Disappearance of Langerhans cells and melanocytes after cryopreservation of skin

Cryopreserved skin allografts have been extensively reported to remain viable for longer periods after grafting, both in the laboratory and in the clinic, than skin stored by other methods. We investigated the immunocytochemical and electron microscopic properties of samples of cryopreserved human skin (− 196°C) for comparison with fresh samples. In an immunocytochemical study of fresh skin, reagents S-100 and CDIa indicated numerous mesenchymal origin cells in the squamous cell layer, basal layer and dermis; 2B7 identified these cells in the basal layer and PC-10 identified them in the basal and squamous cell layers.

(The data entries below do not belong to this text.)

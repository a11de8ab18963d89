pub mod config;
pub mod date;
pub mod discover;
pub mod events;
pub mod hasher;
pub mod layout;
pub mod mover;
pub mod organizer;
pub mod pool;
pub mod sync;
pub mod testing;

pub use config::{
    load_config, load_config_from_str, load_default_config, validate_config, CollectConfig,
    Config, ConfigError, EventsConfig, ScanConfig, SyncConfig,
};
pub use date::{
    parse_compact_date, sentinel_date, DateError, DateResolver, DateSource, ExifMetadataReader,
    MetadataError, MetadataReader, ResolvedDate,
};
pub use discover::{DiscoveredItem, Discoverer, DiscoveryError, DiscoveryStats, DEFAULT_EXTENSIONS};
pub use events::{
    create_event_log, ChannelSink, DroppedEvents, EventEnvelope, EventLogWriter, EventSink,
    FanoutSink, NullSink, OrganizeEvent, TracingSink,
};
pub use hasher::{digest_file, ContentDigest, HashError, Hasher};
pub use layout::{canonical_destination, canonical_dir};
pub use mover::{MoveError, MoveFailure, MoveOutcome, Mover, MoverConfig, SafeMover, SkipReason};
pub use organizer::{OrganizeError, Organizer, RunReport};
pub use pool::{
    work_queue, ItemOutcome, PoolConfig, PoolReport, QueueProducer, WorkItem, WorkQueue,
    WorkerPool,
};
pub use sync::sync_command;
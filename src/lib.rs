/// alertmail - formats monitoring notifications as raw HTML email
///
/// This library turns the environment macros exported by a monitoring daemon
/// into a ready-to-send message (headers plus HTML body) for piping into a
/// mailer.
pub mod app;
pub mod cli;
pub mod config;
pub mod core;
pub mod environment;
pub mod formatting;
pub mod outputs;
pub mod subject;
pub mod updates;

// Re-export core types for convenience
pub use crate::core::*;
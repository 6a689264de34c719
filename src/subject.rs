//! Default subject lines per alert type.

use crate::core::AlertType;
use crate::environment::EnvSnapshot;

/// Builds the subject used when `--subject` is not given.
///
/// Missing macros render as empty text.
pub fn default_subject(kind: AlertType, env: &EnvSnapshot) -> String {
    let get = |key: &str| env.get(key).map(String::as_str).unwrap_or_default();
    match kind {
        AlertType::Host => format!("{} is {}", get("HOSTADDRESS"), get("HOSTSTATE")),
        AlertType::Service => format!(
            "{}: {} - {}",
            get("SERVICESTATE"),
            get("HOSTADDRESS"),
            get("SERVICEDESC")
        ),
        AlertType::Acknowledgement => format!(
            "{}: {} - {}",
            get("NOTIFICATIONTYPE"),
            get("HOSTADDRESS"),
            get("SERVICEDESC")
        ),
    }
}
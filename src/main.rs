//! alertmail - monitoring notification mailer
//!
//! Reads the monitoring daemon's environment macros and prints a raw HTML
//! email for piping into `sendmail -t` or similar.

use alertmail::{
    app::{self, AppError},
    cli::{Cli, Parsed},
    config::Config,
    core::PackageInfo,
    environment, updates,
};
use std::io::{self, IsTerminal};
use std::process;
use tracing::error;
use tracing_subscriber::EnvFilter;

fn init_logging(level: &str) {
    let filter = EnvFilter::try_from_default_env().unwrap_or_else(|_| EnvFilter::new(level));
    // Stdout carries the message; diagnostics must stay on stderr.
    tracing_subscriber::fmt()
        .with_env_filter(filter)
        .with_writer(io::stderr)
        .with_ansi(io::stderr().is_terminal())
        .init();
}

fn main() {
    let cli = match Cli::parse_args(std::env::args_os()) {
        Parsed::Run(cli) => cli,
        Parsed::Exit(code) => process::exit(code),
    };

    // Load configuration by layering sources: defaults, file, environment, and CLI args.
    let config = Config::load(&cli).unwrap_or_else(|err| {
        eprintln!("Failed to load configuration: {}", err);
        process::exit(1);
    });

    init_logging(&config.log_level);

    if cli.updates {
        let code = match updates::check(&config.update_check, &PackageInfo::current()) {
            Ok(status) => {
                println!("{}", status);
                status.exit_code()
            }
            Err(e) => {
                error!("Update check failed: {:#}", e);
                updates::CHECK_FAILED_EXIT_CODE
            }
        };
        process::exit(code);
    }

    let vars = environment::process_vars();
    let stdout = io::stdout();
    match app::run(&cli, &config, &vars, &mut stdout.lock()) {
        Ok(()) => {}
        Err(err @ AppError::MissingRecipient(_)) => {
            eprintln!("error: {}\n", err);
            eprint!("{}", Cli::usage());
            process::exit(1);
        }
        Err(err) => {
            error!("{}", err);
            process::exit(1);
        }
    }
}
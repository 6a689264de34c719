//! Message body rendering.
//!
//! The body always starts as the inline JSON dump of the notification context.
//! It is replaced by the per-type template from the configured template
//! directory when that exists and renders cleanly, otherwise by the builtin
//! template compiled into the binary. Failures are logged and the best body
//! rendered so far is sent.

use crate::core::{AlertType, NotificationContext};
use handlebars::{handlebars_helper, Handlebars};
use std::path::{Path, PathBuf};
use thiserror::Error;
use tracing::{debug, error, warn};

/// Inline body used when no per-type template is usable.
pub const FALLBACK_TEMPLATE: &str = "<html><body><pre>{{json this}}</pre></body></html>";

/// Errors from loading or rendering a template.
#[derive(Debug, Error)]
pub enum RenderError {
    #[error("failed to read template {path}: {source}")]
    Read {
        path: PathBuf,
        #[source]
        source: std::io::Error,
    },
    #[error("failed to render template: {0}")]
    Template(String),
}

/// A trait for text-templating engines that can render a notification.
pub trait TemplateEngine {
    fn render(&self, template: &str, ctx: &NotificationContext) -> Result<String, RenderError>;
}

handlebars_helper!(json_pretty: |value: Json| {
    serde_json::to_string_pretty(value).unwrap_or_default()
});

/// Handlebars engine with a `json` helper registered.
///
/// Strict mode stays off so missing macros render as empty text.
pub struct HandlebarsEngine<'reg> {
    registry: Handlebars<'reg>,
}

impl<'reg> HandlebarsEngine<'reg> {
    pub fn new() -> Self {
        let mut registry = Handlebars::new();
        registry.register_helper("json", Box::new(json_pretty));
        Self { registry }
    }
}

impl Default for HandlebarsEngine<'_> {
    fn default() -> Self {
        Self::new()
    }
}

impl TemplateEngine for HandlebarsEngine<'_> {
    fn render(&self, template: &str, ctx: &NotificationContext) -> Result<String, RenderError> {
        self.registry
            .render_template(template, ctx)
            .map_err(|e| RenderError::Template(e.to_string()))
    }
}

/// The file consulted for a given alert type.
pub fn template_path(dir: &Path, kind: AlertType, extension: &str) -> PathBuf {
    dir.join(format!("{}.{}", kind, extension))
}

fn render_file<E: TemplateEngine + ?Sized>(
    engine: &E,
    path: &Path,
    ctx: &NotificationContext,
) -> Result<String, RenderError> {
    let template = std::fs::read_to_string(path).map_err(|source| RenderError::Read {
        path: path.to_path_buf(),
        source,
    })?;
    engine.render(&template, ctx)
}

/// The template compiled into the binary for a given alert type.
pub fn builtin_template(kind: AlertType) -> &'static str {
    match kind {
        AlertType::Host => include_str!("../templates/host.html.hbs"),
        AlertType::Service => include_str!("../templates/service.html.hbs"),
        AlertType::Acknowledgement => include_str!("../templates/acknowledgement.html.hbs"),
    }
}

/// Renders the custom template when a directory is configured, else the builtin one.
fn render_typed<E: TemplateEngine + ?Sized>(
    engine: &E,
    template_dir: Option<&Path>,
    extension: &str,
    kind: AlertType,
    ctx: &NotificationContext,
) -> Result<String, RenderError> {
    if let Some(dir) = template_dir {
        let path = template_path(dir, kind, extension);
        match render_file(engine, &path, ctx) {
            Ok(body) => {
                debug!(path = %path.display(), "Rendered {} template", kind);
                return Ok(body);
            }
            Err(e) => warn!(error = %e, "Custom {} template unusable, trying builtin", kind),
        }
    }
    engine.render(builtin_template(kind), ctx)
}

/// Renders the message body. Never fails and never returns an unset body.
///
/// If even the inline template fails, the body is that error's message.
pub fn render_message<E: TemplateEngine + ?Sized>(
    engine: &E,
    template_dir: Option<&Path>,
    extension: &str,
    kind: AlertType,
    ctx: &NotificationContext,
) -> String {
    let mut message = match engine.render(FALLBACK_TEMPLATE, ctx) {
        Ok(body) => body,
        Err(e) => {
            error!(error = %e, "Inline fallback template failed");
            e.to_string()
        }
    };

    match render_typed(engine, template_dir, extension, kind, ctx) {
        Ok(body) => message = body,
        Err(e) => warn!(error = %e, "Using fallback body for {} notification", kind),
    }

    message
}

In cryopreserved skin, however, few cells reacted to these reagents. An electron microscopic study of the cryopreserved skin showed Langerhans cells (LC); however, these had suffered degeneration, with partial defects of the cell membrane and vacuolation in the cytoplasm. We speculate these effects are responsible for the virtually complete abolition of LC membrane and cytoplasm markers. In summary, we detected few mesenchymal origin cells, melanocytes, Langerhans cells, or S-phase cells, in cryopreserved skin by immunocytochemical methods. Langerhans cells existed but had degenerated. These results indicate that cryopreservation at − 196°C causes degeneration of Langerhans cells, and that is the reason for the prolonged viability of cryopreserved allograft.